Burning Tree’s recent Breakfast Briefing “GDPR: What’s All The Fuss About?” was well attended by representatives from businesses keen to learn what they have to do to be compliant.
Presentations from Burning Tree, Fimatix, Privacera, Beta Systems and Fujitsu showed delegates that compliance with General Data Protection Regulations (GDPR) by 25th May 2018 is relatively straightforward – if you have the right support.
Many arrived with an idea of what might be needed and then experienced a slow, sinking feeling as they suddenly realised that they had a lot to do.
However, they all left knowing that compliance is possible by the deadline as there is plenty of help available. In addition, all the delegates agreed that scrutinising how they use personal data would, in the end, be good for their businesses.
Opening the briefing, David Lello for Burning Tree explained that, for most companies, embarking on a programme of compliance without specialist help is likely to be a false economy. It will consume large amounts of time and manpower and no business can risk failure as prosecution will be extremely damaging both financially and reputationally.
Also, there is no choice. Regardless of what happens in “Brexit”, GDPR will replace the current EU Directives and will be directly applicable to any organisation that processes the private data of EU Citizens. It comes into force on 25th May 2018 and businesses that are not compliant on that day risk fines that can amount to €20 million or up to 4% of global annual turnover, whichever is greater. No exceptions.
David also explained that readiness assessments and process automation will give businesses time to understand how exposed their organisations are to vulnerabilities. Thereafter, they can prioritise what they need to do for compliance and mitigation of a non-compliance finding. The sooner this is underway the better because, once businesses have identified the non-compliant areas, they need time to install programmes to correct and improve them.
Titled “The Age of Networkivity”, Stephen O’Sullivan of Fimatix explained that sharing data may be a mundane daily part of working lives, but businesses must put more thought into how they share data safely without barriers or intermediaries. They advocated that organisations will only be as good as their algorithms, and that Artificial Intelligence (AI) and machine learning will increasingly become the differentiator. Few things will remain private and it is vital to embrace open-source and deconstruct the barriers to access data. He said, “Customers will have increasingly more control over their data; privacy will be owned by the customer, not you”.
Ollie Hart of Fujitsu said that GDPR is an excellent opportunity for businesses because it is a business issue with an IT element – rather than the other way round. He said that GDPR driven improvements would enable businesses to protect all their sensitive information, not just personal data. These regulations will also enable businesses to drive end-user awareness, handling and processing and should initiate a database spring-clean that will make data easier to manage.
Personal data will have to be easily trackable (also a desirable outcome) and, as breach reporting has to be reported within 72 hours, all businesses must now have adequate incident response and crisis management plans.
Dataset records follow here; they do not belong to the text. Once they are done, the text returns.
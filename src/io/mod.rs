//! Input/output helpers.
//!
//! - World Bank CSV ingest (`ingest`)
//! - cluster CSV and fit JSON exports (`export`)

pub mod export;
pub mod ingest;

pub use export::*;
pub use ingest::*;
All of these systems and processes should be in place in all businesses already but, if not, now is the time to install them.
GDPR compliance will probably mean new software and processes in many businesses because they will have to demonstrate that they have robust safeguards, the correct consents, pseudoanonymization and encryption options in order to be able to use personal data. They will also need to show that they are constantly monitoring their data for breaches. Therefore, it is now crucial for businesses to identify where breaches/non-compliance could occur so that they can rectify the situation.
Balagi Ganesan of Privacera showed that by using analytics and simple dashboards, businesses can instantly see how personal data is accessed against the consent collected and, therefore, prevent any actions that would be non-compliant. In fact, installing good software now, might be all they need to do. Balagi said that by using AI and machine learning, new tools were better able to discover where data may exist in an organisation. Once discovered the tool will classify, manage and monitor the data.
Beta Systems highlighted the fact that only 30% of UK businesses have started to prepare for 25th May 2018. GDPR affects any business that holds EU Citizen personal data: employee data, customer data or supplier data – it all counts. There have recently been some high-profile prosecutions of organisations who have misused or been negligent with data and their fines went well into six figures. Les Parsonson also explained that businesses cannot be GDPR compliant without an Identity & Access Management (IAM) solution. Although IAM solutions on their own do not guarantee GDPR compliance.
All the speakers then took part in a lively panel discussion where the audience were given the opportunity to ask questions and get views and opinions from the speakers as well as other attendees.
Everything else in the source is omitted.